While the above comments were undisputed, the Plaintiff also testified about a statement of Lacey's which the Defendant denies. Plaintiff stated that Lacey told him just prior to his (Lacey's) becoming a foreman that he "might just as well quit because he (Plaintiff) was first on his list".

Plaintiff also alleged that Lacey would come in on certain mornings and say "Oh my goodness, it's another black morning", and that he persisted in asking questions about Plaintiff's white "wife" (including asking if Plaintiff would sell her).

Plaintiff testified, that, after Lacey became a foreman, Lacey would "hassle" Plaintiff, and that when co-workers were able to take a break, Lacey would always find something for Plaintiff to do.

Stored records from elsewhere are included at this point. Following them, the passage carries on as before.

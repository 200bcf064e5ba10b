//! CPU-visible address routing.
//!
//! Memory map:
//! - $0000-$07FF: 2 KB internal RAM ($0800-$1FFF mirrors)
//! - $2000-$2007: PPU registers ($2008-$3FFF mirrors)
//! - $4000-$4017: APU and I/O
//! - $4020-$FFFF: cartridge (consulted before everything below the
//!   PPU/APU/IO window)

use crate::apu::Apu;
use crate::cartridge::Cartridge;
use crate::controller::{Controller, Zapper};
use crate::ppu::Ppu;
use emu_core::Bus;

/// The NES bus: RAM, PPU, APU, cartridge and input devices.
pub struct NesBus {
    pub ram: [u8; 2048],
    pub ppu: Ppu,
    pub apu: Apu,
    pub cartridge: Option<Cartridge>,
    pub controllers: [Controller; 2],
    pub zapper: Zapper,
    /// Page latched by a $4014 write, serviced by the system tick.
    pub(crate) oam_dma_page: Option<u8>,
}

impl NesBus {
    #[must_use]
    pub fn new() -> Self {
        Self {
            ram: [0; 2048],
            ppu: Ppu::new(),
            apu: Apu::new(),
            cartridge: None,
            controllers: [Controller::new(), Controller::new()],
            zapper: Zapper::new(),
            oam_dma_page: None,
        }
    }

    /// Advance the PPU one dot.
    pub(crate) fn tick_ppu(&mut self) {
        if let Some(cart) = self.cartridge.as_mut() {
            self.ppu.tick(cart);
        }
    }

    /// Read RAM without side effects.
    #[must_use]
    pub fn peek_ram(&self, addr: u16) -> u8 {
        self.ram[usize::from(addr & 0x07FF)]
    }

    fn read_controller(&mut self, port: usize, read_only: bool) -> u8 {
        let mut data = if read_only {
            self.controllers[port].peek()
        } else {
            self.controllers[port].read()
        } & 0x01;

        if port == 1 {
            let light = match self.zapper.aim() {
                Some((x, y)) => self.zapper.senses_light(self.ppu.sample_pixel(x, y)),
                None => false,
            };
            data |= self.zapper.read_bits(light);
        }
        data
    }
}

impl Default for NesBus {
    fn default() -> Self {
        Self::new()
    }
}

impl Bus for NesBus {
    fn read(&mut self, addr: u16, read_only: bool) -> u8 {
        // The cartridge answers first ($6000+ in practice).
        if let Some(cart) = self.cartridge.as_ref() {
            if let Some(value) = cart.cpu_read(addr) {
                return value;
            }
        }

        match addr {
            0x0000..=0x1FFF => self.ram[usize::from(addr & 0x07FF)],
            0x2000..=0x3FFF => match self.cartridge.as_mut() {
                Some(cart) => self.ppu.cpu_read(addr & 0x0007, cart, read_only),
                None => 0,
            },
            0x4015 => self.apu.cpu_read(addr, read_only),
            0x4016 => self.read_controller(0, read_only),
            0x4017 => self.read_controller(1, read_only),
            _ => 0x00,
        }
    }

    fn write(&mut self, addr: u16, value: u8) {
        if let Some(cart) = self.cartridge.as_mut() {
            let outcome = cart.cpu_write(addr, value);
            if let Some(mirror) = outcome.mirror_changed {
                self.ppu.set_mirror_mode(mirror);
            }
            if outcome.handled {
                return;
            }
        }

        match addr {
            0x0000..=0x1FFF => self.ram[usize::from(addr & 0x07FF)] = value,
            0x2000..=0x3FFF => {
                if let Some(cart) = self.cartridge.as_mut() {
                    self.ppu.cpu_write(addr & 0x0007, value, cart);
                }
            }
            0x4014 => self.oam_dma_page = Some(value),
            0x4016 => {
                let strobe = value & 0x01 != 0;
                for controller in &mut self.controllers {
                    controller.set_strobe(strobe);
                }
            }
            0x4000..=0x4013 | 0x4015 | 0x4017 => self.apu.cpu_write(addr, value),
            _ => {}
        }
    }
}
//! NTSC timing constants.
//!
//! The master crystal runs at 21,477,272 Hz; the CPU divides it by 12 and
//! the PPU by 4, giving the 3:1 PPU:CPU ratio the bus tick encodes.

use std::time::Duration;

/// CPU clock rate in Hz.
pub const CPU_HZ: f64 = 1_789_773.0;

/// Audio output sample rate in Hz.
pub const SAMPLE_HZ: f64 = 44_100.0;

/// CPU cycles between audio output samples.
pub const CPU_CYCLES_PER_SAMPLE: f64 = CPU_HZ / SAMPLE_HZ;

/// PPU dots per scanline.
pub const DOTS_PER_LINE: u16 = 341;

/// Scanlines per frame, pre-render line included.
pub const LINES_PER_FRAME: u16 = 262;

/// Wall-clock duration of one frame at 60.0988 Hz.
pub const FRAME_DURATION: Duration = Duration::from_nanos(16_666_667);
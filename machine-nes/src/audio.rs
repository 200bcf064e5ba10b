//! Bounded audio sample queue.
//!
//! The single synchronization point between the emulation thread (producer)
//! and the audio thread (consumer). Both ends block: a full queue paces the
//! emulation to the audio clock, an empty queue parks the audio thread.
//! Shutdown wakes every waiter without enqueuing anything.

use std::sync::{Condvar, Mutex};

/// Queue capacity in samples (~93 ms at 44.1 kHz).
pub const AUDIO_QUEUE_CAPACITY: usize = 4096;

struct Ring {
    buf: Vec<f64>,
    read: usize,
    write: usize,
    count: usize,
    shutdown: bool,
}

/// Blocking bounded sample queue.
pub struct SampleQueue {
    ring: Mutex<Ring>,
    readable: Condvar,
    writable: Condvar,
}

impl SampleQueue {
    #[must_use]
    pub fn new() -> Self {
        Self {
            ring: Mutex::new(Ring {
                buf: vec![0.0; AUDIO_QUEUE_CAPACITY],
                read: 0,
                write: 0,
                count: 0,
                shutdown: false,
            }),
            readable: Condvar::new(),
            writable: Condvar::new(),
        }
    }

    /// Enqueue one sample, blocking while the queue is full. Dropped
    /// silently after shutdown.
    pub fn push(&self, sample: f64) {
        let mut ring = self.ring.lock().unwrap();
        while ring.count == ring.buf.len() && !ring.shutdown {
            ring = self.writable.wait(ring).unwrap();
        }
        if ring.shutdown {
            return;
        }
        let write = ring.write;
        ring.buf[write] = sample;
        ring.write = (write + 1) % AUDIO_QUEUE_CAPACITY;
        ring.count += 1;
        self.readable.notify_one();
    }

    /// Dequeue one sample, blocking while the queue is empty. Returns
    /// `None` once the queue is shut down and drained.
    pub fn pop(&self) -> Option<f64> {
        let mut ring = self.ring.lock().unwrap();
        while ring.count == 0 && !ring.shutdown {
            ring = self.readable.wait(ring).unwrap();
        }
        if ring.count == 0 {
            return None;
        }
        let sample = ring.buf[ring.read];
        ring.read = (ring.read + 1) % AUDIO_QUEUE_CAPACITY;
        ring.count -= 1;
        self.writable.notify_one();
        Some(sample)
    }

    /// Wake both ends; subsequent pushes are dropped and pops drain then
    /// return `None`.
    pub fn shutdown(&self) {
        let mut ring = self.ring.lock().unwrap();
        ring.shutdown = true;
        self.readable.notify_all();
        self.writable.notify_all();
    }

    /// Discard all queued samples (reset, or headless runs with no
    /// consumer).
    pub fn drain(&self) {
        let mut ring = self.ring.lock().unwrap();
        ring.read = 0;
        ring.write = 0;
        ring.count = 0;
        self.writable.notify_all();
    }

    /// Samples currently queued.
    #[must_use]
    pub fn len(&self) -> usize {
        self.ring.lock().unwrap().count
    }

    #[must_use]
    pub fn is_empty(&self) -> bool {
        self.len() == 0
    }
}

impl Default for SampleQueue {
    fn default() -> Self {
        Self::new()
    }
}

In rebuttal of these charges, Lacey testified that, although he did inquire as to whether "black or white women were better", when he observed that the Plaintiff was offended, he refrained from further questions along that line. It was also established by several witnesses, including union personnel, that these questions had been asked long before Lacey had been made foreman. When all the testimony had been received, the "bear hunting" comment by Lacey appeared much less offensive, although not wholly innocuous. Indeed, Lacey testified that a running "joke" between he and Plaintiff went to the issue of whether Lacey would get the bear, or vice versa.

As to the potentially most damaging statement regarding Lacey's intention to fire Plaintiff at his first opportunity, the Court after hearing all the evidence, is not persuaded that such a comment was ever made. Additionally, it should be noted, this "threat" was not mentioned in the charge filed with the MCRC, despite the fact that the Plaintiff alleged the threat was made just prior to the discipline leading to the filing of Plaintiff's Complaint. Such a threat would have been a...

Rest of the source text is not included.